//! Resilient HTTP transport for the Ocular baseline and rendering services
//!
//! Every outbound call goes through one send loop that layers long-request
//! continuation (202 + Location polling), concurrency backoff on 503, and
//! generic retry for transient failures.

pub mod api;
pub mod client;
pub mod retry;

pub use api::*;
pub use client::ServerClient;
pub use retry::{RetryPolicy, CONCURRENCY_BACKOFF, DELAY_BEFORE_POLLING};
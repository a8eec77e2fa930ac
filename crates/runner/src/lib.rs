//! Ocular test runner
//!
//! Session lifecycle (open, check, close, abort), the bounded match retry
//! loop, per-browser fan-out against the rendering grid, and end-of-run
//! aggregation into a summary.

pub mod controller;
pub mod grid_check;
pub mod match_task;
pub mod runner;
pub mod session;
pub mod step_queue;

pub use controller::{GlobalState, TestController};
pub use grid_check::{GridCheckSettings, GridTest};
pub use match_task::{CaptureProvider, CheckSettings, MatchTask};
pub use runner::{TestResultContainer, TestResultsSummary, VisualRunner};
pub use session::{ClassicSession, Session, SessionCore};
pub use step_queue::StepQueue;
- - - - - - -
Of all the lines in the data above, show only those that hold the word "loop".

### Result for this task
//! Every outbound call goes through one send loop that layers long-request
//! loop, per-browser fan-out against the rendering grid, and end-of-run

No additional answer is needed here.